> _Exercise description_: What is needed is each line of the data below that holds the string "OpKind".

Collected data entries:
= = =
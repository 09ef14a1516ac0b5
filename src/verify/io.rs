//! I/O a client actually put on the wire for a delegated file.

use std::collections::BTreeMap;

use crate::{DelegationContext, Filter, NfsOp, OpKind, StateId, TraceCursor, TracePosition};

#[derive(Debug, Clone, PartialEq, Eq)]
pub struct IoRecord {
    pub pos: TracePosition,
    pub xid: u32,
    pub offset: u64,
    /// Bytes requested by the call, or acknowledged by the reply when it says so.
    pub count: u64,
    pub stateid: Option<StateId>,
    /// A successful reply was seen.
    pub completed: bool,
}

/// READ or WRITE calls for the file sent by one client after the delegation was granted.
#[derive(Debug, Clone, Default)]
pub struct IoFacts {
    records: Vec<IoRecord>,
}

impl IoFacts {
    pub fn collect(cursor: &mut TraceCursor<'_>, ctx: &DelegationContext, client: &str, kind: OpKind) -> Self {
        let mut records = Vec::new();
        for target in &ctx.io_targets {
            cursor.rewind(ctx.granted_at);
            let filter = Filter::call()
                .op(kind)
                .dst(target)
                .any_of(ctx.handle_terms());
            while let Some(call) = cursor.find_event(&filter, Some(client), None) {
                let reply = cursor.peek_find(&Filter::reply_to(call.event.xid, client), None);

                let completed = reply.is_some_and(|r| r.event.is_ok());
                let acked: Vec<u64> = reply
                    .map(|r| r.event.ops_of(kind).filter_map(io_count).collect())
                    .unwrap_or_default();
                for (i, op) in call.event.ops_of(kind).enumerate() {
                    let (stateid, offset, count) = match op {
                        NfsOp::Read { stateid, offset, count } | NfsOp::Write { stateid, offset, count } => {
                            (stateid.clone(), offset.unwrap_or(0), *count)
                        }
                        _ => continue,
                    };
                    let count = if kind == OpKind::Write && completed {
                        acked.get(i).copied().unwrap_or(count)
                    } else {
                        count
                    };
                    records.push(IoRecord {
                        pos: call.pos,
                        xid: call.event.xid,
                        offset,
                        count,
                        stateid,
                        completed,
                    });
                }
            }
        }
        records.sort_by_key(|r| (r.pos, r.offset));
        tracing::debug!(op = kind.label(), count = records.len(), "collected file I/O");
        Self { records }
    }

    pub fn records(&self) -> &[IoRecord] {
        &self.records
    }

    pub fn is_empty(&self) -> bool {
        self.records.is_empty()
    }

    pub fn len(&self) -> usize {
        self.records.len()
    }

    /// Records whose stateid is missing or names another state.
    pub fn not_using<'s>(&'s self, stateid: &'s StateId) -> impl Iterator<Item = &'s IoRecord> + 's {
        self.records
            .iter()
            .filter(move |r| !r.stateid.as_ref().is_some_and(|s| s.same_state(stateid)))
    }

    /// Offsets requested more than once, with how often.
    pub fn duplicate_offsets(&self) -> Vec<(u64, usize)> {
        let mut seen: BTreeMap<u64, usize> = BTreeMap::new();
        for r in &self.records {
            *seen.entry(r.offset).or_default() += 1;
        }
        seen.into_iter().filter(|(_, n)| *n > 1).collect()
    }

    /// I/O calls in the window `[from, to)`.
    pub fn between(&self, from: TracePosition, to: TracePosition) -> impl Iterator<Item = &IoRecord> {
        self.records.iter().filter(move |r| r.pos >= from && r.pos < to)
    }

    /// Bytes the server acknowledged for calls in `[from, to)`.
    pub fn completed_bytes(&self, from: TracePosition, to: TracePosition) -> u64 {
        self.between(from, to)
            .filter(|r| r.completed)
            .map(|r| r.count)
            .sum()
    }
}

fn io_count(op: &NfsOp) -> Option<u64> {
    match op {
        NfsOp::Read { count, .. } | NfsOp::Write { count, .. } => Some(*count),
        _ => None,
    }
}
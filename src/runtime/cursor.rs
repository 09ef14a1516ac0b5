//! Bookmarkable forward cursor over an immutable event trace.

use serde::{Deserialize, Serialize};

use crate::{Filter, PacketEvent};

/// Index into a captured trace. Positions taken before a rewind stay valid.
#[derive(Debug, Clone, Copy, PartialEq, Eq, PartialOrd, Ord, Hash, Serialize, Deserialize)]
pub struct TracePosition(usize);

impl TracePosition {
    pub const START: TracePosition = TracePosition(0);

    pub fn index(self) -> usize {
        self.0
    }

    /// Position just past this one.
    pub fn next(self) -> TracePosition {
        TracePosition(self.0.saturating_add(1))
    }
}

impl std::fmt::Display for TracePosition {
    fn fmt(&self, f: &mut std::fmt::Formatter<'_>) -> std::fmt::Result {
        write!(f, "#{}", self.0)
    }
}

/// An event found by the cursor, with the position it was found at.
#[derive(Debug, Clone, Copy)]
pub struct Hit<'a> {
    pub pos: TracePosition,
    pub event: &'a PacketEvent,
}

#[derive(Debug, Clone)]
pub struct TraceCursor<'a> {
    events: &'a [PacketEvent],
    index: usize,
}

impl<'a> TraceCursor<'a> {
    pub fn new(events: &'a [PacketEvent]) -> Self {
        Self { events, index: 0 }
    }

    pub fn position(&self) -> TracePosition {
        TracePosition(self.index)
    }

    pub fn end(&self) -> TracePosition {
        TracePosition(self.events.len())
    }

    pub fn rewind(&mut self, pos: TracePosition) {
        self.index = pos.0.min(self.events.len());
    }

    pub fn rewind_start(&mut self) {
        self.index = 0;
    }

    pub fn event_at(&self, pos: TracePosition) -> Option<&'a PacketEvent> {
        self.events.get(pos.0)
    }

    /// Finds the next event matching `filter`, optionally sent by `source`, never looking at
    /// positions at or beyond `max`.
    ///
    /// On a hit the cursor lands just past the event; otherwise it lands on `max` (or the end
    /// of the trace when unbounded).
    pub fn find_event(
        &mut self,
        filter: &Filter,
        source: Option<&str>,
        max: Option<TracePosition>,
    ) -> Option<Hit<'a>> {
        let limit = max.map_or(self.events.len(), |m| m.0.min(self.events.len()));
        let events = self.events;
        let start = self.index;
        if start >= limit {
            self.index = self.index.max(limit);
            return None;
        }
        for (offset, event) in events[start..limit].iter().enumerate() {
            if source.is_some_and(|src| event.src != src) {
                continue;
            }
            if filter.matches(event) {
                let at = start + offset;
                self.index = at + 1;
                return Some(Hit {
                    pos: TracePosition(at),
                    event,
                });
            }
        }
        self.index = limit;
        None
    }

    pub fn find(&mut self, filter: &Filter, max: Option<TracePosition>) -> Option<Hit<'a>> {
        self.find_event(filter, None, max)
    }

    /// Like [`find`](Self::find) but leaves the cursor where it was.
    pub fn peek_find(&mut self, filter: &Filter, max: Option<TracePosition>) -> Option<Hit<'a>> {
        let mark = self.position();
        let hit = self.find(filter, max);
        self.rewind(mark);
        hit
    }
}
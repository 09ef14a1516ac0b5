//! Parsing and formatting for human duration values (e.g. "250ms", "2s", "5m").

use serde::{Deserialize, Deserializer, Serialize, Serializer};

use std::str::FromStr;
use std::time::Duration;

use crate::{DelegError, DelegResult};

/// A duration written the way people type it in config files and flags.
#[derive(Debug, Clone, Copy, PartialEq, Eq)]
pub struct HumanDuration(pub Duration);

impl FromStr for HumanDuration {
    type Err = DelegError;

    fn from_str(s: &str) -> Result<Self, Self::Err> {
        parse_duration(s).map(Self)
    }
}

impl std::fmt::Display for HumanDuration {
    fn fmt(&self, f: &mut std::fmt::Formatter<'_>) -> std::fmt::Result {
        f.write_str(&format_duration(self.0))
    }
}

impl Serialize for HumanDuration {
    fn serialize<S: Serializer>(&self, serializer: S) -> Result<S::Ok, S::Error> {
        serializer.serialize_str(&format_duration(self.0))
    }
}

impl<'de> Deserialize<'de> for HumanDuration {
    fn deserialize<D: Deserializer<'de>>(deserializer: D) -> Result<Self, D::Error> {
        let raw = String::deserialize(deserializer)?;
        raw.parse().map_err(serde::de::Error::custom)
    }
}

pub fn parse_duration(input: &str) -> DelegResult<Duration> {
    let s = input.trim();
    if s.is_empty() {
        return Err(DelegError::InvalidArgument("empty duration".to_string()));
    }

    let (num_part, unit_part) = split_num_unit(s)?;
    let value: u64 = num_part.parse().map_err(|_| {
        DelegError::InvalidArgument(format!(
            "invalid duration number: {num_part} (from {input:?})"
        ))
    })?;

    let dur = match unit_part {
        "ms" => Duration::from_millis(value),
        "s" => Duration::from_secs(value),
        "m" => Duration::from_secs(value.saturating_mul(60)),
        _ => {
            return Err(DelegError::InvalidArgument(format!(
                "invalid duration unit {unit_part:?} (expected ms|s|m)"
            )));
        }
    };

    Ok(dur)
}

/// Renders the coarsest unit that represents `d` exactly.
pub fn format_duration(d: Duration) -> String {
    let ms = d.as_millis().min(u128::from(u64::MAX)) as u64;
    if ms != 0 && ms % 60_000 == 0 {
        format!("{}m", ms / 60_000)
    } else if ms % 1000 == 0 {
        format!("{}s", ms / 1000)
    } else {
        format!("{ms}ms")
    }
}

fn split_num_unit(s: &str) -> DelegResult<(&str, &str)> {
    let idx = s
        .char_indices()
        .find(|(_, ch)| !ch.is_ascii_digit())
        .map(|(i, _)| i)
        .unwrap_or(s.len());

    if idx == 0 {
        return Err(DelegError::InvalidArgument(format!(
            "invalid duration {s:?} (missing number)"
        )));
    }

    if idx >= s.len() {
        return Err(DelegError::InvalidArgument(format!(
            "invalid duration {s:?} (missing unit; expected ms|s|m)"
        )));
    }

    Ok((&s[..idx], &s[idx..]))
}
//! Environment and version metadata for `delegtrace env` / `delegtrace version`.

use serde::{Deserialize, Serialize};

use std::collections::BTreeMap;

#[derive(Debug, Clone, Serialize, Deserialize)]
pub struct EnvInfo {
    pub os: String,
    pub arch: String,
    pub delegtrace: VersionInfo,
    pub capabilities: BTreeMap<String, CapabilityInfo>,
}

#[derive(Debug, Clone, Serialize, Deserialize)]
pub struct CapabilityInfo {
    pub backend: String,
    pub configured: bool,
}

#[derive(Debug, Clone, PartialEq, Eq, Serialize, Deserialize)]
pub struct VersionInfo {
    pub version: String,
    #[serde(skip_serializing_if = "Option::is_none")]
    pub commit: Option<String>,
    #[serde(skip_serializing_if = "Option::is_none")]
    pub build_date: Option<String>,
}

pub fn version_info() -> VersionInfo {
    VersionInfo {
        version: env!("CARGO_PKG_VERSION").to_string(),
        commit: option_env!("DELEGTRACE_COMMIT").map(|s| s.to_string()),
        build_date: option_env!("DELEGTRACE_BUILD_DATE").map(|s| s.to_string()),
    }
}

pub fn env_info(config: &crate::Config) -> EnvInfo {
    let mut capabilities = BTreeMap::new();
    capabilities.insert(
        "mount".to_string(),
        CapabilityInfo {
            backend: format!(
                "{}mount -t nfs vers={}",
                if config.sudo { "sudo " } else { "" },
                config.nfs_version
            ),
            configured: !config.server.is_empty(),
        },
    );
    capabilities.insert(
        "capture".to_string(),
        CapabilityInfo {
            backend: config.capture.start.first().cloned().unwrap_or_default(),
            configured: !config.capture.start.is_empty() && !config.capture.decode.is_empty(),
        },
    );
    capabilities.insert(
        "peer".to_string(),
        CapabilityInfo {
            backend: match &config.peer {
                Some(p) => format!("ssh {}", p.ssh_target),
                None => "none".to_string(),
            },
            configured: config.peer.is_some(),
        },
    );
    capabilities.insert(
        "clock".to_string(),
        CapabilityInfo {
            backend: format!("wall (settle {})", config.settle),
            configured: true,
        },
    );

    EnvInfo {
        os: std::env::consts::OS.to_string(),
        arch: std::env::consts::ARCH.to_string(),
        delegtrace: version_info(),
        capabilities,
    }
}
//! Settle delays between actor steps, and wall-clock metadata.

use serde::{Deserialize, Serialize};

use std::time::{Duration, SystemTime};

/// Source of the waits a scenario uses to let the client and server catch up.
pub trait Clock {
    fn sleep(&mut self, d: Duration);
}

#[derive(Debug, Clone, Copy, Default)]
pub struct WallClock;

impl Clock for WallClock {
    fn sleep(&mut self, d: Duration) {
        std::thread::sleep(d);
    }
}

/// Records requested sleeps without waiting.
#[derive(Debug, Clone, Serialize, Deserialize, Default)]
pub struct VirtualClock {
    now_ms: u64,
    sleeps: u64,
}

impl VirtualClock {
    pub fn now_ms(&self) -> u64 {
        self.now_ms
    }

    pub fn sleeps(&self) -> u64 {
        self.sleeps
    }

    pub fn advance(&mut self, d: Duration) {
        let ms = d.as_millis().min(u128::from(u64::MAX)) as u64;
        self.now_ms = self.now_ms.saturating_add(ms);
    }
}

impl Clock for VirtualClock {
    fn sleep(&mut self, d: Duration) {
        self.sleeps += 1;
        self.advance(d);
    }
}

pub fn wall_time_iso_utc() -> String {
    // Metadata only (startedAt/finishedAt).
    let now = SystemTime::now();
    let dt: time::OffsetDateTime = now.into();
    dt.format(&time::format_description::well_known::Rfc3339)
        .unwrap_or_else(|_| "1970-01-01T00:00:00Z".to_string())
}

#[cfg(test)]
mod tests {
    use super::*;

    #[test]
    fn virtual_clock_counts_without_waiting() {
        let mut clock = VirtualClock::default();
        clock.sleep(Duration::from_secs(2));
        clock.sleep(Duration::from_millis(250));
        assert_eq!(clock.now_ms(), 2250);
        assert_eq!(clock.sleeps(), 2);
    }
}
= = =
> _Response for this exercise_:
use crate::{DelegationContext, Filter, NfsOp, OpKind, StateId, TraceCursor, TracePosition};
    pub fn collect(cursor: &mut TraceCursor<'_>, ctx: &DelegationContext, client: &str, kind: OpKind) -> Self {
                    let count = if kind == OpKind::Write && completed {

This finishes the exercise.